EXERCISE: Each line of the entries that contains the word "cols" adds one. Reply with the resulting number only.

PROVIDED MATERIAL:
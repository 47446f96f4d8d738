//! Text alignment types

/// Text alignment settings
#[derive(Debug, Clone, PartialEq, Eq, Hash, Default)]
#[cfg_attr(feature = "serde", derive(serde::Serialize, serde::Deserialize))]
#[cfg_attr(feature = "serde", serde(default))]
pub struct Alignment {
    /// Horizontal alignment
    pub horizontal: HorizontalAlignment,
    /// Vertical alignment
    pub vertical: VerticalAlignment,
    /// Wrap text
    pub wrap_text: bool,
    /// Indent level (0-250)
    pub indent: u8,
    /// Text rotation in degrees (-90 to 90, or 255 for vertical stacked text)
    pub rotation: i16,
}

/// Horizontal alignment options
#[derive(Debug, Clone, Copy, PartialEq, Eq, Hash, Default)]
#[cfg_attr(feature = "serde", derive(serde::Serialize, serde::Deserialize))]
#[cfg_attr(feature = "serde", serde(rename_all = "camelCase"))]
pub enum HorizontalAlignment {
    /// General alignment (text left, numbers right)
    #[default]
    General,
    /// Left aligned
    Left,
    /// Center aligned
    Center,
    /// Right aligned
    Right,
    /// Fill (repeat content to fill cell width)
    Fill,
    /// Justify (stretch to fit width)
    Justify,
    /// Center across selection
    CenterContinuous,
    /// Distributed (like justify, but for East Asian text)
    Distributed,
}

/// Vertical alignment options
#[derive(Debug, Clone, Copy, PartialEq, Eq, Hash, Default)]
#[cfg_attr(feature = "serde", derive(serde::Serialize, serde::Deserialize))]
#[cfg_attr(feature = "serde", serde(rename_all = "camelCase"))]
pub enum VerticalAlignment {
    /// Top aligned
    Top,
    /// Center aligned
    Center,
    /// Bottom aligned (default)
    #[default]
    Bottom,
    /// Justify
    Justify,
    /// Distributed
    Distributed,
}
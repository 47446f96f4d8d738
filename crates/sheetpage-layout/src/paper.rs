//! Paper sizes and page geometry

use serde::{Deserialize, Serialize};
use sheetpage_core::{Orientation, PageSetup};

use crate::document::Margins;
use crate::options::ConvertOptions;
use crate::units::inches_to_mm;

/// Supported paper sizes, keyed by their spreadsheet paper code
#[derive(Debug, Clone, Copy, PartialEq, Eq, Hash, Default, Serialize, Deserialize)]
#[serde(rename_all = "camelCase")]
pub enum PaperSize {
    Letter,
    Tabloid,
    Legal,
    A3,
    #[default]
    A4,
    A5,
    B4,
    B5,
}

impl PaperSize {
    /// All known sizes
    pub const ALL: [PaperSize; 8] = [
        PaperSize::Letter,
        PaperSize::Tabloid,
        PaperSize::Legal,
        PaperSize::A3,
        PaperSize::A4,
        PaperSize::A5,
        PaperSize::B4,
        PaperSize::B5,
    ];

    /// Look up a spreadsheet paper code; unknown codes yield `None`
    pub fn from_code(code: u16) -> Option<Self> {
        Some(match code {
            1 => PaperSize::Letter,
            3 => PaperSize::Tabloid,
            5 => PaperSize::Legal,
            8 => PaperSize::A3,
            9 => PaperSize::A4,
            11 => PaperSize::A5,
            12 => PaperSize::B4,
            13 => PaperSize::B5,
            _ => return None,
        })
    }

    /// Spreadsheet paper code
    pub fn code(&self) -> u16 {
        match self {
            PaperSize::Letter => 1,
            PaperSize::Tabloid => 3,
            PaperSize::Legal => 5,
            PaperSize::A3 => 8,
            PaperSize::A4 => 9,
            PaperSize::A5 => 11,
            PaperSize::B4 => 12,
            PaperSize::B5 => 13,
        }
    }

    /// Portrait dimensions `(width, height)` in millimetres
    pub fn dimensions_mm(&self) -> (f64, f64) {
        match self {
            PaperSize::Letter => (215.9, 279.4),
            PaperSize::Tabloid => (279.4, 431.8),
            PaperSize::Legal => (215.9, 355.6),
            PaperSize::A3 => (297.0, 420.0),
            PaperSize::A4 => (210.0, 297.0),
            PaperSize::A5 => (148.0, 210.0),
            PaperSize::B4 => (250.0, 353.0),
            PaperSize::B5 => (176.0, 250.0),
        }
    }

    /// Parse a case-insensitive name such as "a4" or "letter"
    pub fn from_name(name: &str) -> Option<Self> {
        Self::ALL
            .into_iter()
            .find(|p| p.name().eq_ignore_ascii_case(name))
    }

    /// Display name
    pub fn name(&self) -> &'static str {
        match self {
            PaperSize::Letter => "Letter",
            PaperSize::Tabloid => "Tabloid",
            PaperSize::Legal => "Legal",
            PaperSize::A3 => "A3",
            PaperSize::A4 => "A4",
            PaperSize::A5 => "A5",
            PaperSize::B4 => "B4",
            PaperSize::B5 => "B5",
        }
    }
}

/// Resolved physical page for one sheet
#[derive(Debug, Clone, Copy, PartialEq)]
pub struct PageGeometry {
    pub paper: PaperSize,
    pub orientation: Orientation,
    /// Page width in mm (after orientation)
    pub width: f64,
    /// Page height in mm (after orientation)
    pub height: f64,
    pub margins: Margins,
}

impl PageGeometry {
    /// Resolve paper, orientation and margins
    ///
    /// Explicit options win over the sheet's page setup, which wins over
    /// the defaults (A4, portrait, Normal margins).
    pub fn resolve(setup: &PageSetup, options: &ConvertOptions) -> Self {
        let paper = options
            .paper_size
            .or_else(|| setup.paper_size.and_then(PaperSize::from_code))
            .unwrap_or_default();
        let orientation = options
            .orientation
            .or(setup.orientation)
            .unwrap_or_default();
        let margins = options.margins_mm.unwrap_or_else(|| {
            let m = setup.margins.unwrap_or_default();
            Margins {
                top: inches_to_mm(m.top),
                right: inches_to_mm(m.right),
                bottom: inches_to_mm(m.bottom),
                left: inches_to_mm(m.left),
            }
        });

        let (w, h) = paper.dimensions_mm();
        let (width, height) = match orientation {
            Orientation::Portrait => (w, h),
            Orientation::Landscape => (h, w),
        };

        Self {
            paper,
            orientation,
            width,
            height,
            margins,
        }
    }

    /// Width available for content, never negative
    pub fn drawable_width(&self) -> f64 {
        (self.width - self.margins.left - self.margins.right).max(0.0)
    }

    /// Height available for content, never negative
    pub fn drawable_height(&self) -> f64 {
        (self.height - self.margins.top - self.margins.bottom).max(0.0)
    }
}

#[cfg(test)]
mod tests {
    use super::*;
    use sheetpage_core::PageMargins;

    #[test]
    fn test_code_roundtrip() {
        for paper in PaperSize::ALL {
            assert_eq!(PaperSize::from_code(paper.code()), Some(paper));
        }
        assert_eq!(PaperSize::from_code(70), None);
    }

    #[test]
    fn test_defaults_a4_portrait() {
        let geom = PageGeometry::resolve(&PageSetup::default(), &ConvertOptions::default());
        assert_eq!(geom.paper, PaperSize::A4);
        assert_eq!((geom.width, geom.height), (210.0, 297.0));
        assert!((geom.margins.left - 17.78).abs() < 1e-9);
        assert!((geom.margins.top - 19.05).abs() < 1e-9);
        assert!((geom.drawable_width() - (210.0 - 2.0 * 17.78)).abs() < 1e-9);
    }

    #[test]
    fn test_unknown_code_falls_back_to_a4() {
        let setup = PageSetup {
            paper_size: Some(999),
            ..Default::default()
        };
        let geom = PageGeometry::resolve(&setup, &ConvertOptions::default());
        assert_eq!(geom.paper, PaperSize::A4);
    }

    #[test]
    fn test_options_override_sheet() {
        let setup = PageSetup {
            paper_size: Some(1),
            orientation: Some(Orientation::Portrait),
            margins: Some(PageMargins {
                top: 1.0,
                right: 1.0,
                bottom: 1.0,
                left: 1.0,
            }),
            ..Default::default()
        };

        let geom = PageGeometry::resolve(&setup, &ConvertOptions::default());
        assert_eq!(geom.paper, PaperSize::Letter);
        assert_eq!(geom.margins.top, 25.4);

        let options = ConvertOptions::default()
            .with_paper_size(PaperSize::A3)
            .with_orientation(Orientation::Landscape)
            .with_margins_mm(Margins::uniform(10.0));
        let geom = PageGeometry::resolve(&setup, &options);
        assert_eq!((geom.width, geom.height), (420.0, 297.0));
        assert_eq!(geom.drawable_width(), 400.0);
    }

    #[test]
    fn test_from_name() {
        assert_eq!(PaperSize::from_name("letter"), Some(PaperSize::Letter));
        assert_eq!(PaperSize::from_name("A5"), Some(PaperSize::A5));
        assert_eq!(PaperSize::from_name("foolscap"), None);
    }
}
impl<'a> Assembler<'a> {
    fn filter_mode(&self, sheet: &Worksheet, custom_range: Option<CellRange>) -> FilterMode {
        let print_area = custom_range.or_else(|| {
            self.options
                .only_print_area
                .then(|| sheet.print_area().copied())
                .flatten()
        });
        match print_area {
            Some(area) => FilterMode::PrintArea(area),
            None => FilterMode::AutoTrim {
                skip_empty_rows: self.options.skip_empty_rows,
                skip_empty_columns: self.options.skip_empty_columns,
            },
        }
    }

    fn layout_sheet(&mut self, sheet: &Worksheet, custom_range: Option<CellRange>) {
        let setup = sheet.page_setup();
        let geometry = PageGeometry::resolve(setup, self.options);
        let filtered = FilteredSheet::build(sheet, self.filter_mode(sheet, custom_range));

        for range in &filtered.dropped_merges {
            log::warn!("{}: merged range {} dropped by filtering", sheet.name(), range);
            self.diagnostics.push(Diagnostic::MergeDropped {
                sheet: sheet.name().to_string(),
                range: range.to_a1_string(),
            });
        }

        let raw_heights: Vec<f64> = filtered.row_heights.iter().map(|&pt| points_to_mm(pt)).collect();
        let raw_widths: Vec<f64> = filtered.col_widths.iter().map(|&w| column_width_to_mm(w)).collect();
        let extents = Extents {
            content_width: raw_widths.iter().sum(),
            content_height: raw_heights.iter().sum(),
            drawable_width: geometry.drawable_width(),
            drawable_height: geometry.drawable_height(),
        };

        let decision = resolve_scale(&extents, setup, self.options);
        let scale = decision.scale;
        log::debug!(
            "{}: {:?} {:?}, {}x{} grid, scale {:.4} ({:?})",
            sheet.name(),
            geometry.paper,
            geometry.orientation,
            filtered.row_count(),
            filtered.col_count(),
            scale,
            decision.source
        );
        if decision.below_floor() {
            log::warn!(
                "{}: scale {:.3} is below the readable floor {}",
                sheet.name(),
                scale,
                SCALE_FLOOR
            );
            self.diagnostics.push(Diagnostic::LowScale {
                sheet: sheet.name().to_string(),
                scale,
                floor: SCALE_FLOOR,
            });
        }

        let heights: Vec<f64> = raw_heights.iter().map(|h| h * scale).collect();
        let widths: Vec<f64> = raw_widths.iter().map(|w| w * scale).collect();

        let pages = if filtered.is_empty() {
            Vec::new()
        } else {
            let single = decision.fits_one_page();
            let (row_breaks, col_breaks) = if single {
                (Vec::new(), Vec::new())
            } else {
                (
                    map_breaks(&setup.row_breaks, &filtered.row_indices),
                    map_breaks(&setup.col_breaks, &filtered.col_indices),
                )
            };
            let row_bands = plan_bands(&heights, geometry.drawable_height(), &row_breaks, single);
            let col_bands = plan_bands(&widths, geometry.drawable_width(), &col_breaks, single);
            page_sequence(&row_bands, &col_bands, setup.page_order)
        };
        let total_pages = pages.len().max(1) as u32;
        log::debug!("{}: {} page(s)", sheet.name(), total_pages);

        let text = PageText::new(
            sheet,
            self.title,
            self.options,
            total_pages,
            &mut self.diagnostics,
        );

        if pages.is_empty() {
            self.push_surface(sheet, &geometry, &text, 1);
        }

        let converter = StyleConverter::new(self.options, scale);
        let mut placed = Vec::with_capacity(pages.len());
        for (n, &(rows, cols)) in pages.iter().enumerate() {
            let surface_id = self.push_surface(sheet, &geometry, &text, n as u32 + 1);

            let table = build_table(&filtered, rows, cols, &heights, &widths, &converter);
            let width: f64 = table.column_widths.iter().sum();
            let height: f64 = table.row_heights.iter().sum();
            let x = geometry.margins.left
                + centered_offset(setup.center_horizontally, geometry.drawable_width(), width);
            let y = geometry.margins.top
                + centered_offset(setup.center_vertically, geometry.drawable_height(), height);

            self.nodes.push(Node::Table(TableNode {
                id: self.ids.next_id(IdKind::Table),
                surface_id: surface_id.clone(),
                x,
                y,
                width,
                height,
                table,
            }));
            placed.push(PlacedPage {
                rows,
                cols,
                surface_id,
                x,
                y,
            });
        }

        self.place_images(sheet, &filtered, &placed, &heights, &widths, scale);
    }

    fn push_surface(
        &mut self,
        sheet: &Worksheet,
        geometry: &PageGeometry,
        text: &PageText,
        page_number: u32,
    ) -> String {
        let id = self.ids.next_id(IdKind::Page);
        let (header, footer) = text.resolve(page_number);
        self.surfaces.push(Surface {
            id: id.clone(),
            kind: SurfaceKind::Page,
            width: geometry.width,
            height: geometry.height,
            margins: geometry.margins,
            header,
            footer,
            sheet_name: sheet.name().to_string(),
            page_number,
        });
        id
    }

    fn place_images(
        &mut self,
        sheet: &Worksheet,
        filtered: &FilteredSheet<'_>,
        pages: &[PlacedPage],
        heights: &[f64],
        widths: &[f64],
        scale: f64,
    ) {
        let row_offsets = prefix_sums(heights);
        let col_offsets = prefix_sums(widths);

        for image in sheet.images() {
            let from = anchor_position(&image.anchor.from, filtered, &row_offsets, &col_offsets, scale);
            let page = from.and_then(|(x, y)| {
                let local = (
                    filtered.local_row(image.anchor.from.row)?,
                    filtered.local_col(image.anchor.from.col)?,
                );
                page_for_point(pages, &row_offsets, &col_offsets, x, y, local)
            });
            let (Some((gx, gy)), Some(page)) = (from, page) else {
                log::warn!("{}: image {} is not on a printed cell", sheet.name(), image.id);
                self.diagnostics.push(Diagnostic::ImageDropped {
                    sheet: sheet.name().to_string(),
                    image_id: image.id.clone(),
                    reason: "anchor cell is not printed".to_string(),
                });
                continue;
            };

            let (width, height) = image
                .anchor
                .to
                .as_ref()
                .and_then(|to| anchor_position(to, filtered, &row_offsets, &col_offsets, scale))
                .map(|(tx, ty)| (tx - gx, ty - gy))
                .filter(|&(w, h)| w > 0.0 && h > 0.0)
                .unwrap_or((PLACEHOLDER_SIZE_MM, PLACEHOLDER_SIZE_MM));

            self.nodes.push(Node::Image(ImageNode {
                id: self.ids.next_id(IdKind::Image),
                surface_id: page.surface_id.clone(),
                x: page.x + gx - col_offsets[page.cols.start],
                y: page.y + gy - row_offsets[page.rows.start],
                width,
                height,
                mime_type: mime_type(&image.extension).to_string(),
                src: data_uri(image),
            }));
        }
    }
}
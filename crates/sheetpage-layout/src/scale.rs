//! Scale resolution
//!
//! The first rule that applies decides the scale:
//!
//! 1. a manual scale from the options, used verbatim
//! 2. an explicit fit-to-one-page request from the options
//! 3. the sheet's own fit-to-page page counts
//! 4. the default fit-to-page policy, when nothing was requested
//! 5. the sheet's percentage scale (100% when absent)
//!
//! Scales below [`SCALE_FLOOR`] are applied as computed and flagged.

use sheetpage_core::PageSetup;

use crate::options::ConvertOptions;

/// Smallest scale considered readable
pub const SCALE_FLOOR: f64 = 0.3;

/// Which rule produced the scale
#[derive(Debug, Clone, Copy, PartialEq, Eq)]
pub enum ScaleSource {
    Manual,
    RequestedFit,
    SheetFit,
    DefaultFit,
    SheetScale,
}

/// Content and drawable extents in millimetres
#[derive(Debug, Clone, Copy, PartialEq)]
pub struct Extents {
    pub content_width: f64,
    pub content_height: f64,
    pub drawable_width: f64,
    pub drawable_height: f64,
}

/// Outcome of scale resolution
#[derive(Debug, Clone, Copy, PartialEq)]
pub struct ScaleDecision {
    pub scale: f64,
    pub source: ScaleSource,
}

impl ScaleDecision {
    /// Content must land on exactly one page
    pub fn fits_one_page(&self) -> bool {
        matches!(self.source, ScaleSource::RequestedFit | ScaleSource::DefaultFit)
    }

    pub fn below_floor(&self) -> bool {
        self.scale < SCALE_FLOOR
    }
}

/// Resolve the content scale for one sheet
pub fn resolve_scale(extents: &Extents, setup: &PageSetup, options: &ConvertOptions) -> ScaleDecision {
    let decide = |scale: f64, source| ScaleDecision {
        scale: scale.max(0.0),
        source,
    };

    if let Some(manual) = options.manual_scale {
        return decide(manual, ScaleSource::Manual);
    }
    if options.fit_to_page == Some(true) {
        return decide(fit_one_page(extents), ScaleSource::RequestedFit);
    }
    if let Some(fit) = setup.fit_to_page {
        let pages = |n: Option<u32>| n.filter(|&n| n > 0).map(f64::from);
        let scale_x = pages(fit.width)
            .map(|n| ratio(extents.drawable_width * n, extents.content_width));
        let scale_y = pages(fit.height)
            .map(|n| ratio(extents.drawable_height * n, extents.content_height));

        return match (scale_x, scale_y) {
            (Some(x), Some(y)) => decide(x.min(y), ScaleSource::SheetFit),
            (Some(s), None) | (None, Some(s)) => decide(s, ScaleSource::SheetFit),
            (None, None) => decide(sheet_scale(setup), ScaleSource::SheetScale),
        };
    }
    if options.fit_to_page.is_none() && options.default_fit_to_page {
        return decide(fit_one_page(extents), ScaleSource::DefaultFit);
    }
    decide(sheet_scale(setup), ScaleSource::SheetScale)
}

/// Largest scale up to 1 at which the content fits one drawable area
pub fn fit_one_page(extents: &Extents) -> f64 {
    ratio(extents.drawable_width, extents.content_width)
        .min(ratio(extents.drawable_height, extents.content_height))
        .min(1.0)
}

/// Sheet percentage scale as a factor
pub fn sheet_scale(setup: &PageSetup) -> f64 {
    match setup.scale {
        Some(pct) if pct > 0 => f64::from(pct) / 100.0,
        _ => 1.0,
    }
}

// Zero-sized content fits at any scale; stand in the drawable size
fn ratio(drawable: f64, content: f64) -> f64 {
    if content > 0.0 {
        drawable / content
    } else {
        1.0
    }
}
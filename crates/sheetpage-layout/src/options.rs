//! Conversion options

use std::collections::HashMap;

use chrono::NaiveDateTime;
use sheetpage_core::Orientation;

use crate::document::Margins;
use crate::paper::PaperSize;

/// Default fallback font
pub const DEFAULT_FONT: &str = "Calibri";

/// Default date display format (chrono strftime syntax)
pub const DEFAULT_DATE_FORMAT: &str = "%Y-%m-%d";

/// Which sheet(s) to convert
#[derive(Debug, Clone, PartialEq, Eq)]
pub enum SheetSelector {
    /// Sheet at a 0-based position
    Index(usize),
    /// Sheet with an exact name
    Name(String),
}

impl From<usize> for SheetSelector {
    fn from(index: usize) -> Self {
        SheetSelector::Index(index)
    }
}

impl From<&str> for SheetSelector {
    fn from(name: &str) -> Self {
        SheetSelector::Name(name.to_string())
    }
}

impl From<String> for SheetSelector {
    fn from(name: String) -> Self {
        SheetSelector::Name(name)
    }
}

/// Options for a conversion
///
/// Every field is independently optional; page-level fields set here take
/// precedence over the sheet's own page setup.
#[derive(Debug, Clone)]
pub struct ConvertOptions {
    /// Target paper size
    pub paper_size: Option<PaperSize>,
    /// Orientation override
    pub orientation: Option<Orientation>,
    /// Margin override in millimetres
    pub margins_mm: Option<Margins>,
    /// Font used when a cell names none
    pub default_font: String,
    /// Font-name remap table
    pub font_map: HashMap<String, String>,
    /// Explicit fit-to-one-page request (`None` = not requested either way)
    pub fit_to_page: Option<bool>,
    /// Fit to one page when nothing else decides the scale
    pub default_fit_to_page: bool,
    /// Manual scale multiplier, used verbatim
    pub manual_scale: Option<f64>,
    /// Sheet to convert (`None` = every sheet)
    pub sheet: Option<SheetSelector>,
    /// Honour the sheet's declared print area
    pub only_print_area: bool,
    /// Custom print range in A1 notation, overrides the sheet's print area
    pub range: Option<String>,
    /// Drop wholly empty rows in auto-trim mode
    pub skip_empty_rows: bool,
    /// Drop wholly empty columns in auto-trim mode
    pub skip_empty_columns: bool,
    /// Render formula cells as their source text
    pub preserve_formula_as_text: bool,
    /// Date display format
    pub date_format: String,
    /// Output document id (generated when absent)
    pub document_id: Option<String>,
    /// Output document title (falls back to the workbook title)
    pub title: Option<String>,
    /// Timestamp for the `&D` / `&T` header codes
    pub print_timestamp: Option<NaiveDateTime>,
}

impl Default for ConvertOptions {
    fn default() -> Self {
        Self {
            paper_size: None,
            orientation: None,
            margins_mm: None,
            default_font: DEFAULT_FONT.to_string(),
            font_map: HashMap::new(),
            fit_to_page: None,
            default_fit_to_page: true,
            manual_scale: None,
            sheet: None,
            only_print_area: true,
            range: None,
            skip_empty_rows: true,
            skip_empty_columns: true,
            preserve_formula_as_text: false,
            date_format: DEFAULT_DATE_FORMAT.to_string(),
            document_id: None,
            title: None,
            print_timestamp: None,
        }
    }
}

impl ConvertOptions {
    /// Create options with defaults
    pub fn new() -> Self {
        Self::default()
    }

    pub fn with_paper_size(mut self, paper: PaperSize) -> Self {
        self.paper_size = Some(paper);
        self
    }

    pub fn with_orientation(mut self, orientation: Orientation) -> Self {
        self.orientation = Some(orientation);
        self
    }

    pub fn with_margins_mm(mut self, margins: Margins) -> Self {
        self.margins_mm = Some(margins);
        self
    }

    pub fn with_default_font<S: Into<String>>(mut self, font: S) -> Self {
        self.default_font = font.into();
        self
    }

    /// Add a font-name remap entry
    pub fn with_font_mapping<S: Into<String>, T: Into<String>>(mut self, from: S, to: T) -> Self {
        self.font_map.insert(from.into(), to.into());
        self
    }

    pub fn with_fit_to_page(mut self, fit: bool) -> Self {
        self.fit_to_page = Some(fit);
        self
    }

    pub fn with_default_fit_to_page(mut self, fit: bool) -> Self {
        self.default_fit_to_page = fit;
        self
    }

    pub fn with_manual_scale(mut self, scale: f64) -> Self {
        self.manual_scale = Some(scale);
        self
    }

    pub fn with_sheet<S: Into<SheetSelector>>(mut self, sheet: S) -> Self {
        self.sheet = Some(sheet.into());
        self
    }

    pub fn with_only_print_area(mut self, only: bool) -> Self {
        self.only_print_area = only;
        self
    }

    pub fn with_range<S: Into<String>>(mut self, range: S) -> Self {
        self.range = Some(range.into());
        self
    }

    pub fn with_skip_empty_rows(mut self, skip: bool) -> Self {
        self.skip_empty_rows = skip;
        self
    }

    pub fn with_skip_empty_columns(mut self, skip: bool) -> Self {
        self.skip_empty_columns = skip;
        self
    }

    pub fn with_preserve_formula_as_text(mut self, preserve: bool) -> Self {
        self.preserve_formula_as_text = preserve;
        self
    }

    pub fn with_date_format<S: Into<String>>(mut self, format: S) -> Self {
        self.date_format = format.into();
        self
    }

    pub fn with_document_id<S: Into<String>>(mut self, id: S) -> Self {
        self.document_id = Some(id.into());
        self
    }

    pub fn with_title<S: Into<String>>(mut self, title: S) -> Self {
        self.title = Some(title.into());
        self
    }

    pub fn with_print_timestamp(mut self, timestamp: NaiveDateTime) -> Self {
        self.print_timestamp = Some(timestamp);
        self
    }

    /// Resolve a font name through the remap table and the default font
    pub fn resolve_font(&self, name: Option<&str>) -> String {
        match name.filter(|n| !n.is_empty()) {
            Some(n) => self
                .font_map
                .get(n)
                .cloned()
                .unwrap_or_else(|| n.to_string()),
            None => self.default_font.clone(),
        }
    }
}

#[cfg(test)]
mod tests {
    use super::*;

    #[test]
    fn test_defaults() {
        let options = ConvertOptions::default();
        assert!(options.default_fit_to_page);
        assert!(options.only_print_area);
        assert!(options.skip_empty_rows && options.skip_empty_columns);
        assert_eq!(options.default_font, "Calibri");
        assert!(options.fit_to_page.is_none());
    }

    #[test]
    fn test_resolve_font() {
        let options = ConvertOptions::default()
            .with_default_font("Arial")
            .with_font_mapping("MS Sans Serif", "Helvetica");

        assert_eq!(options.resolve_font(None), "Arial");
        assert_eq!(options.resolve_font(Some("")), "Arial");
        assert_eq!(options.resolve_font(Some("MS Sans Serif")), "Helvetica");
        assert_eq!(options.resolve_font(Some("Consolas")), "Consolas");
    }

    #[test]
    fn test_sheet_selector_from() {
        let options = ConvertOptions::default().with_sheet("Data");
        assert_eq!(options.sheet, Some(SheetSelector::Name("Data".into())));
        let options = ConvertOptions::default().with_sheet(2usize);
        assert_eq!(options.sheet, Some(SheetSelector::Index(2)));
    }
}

SOLVED EXERCISE: 4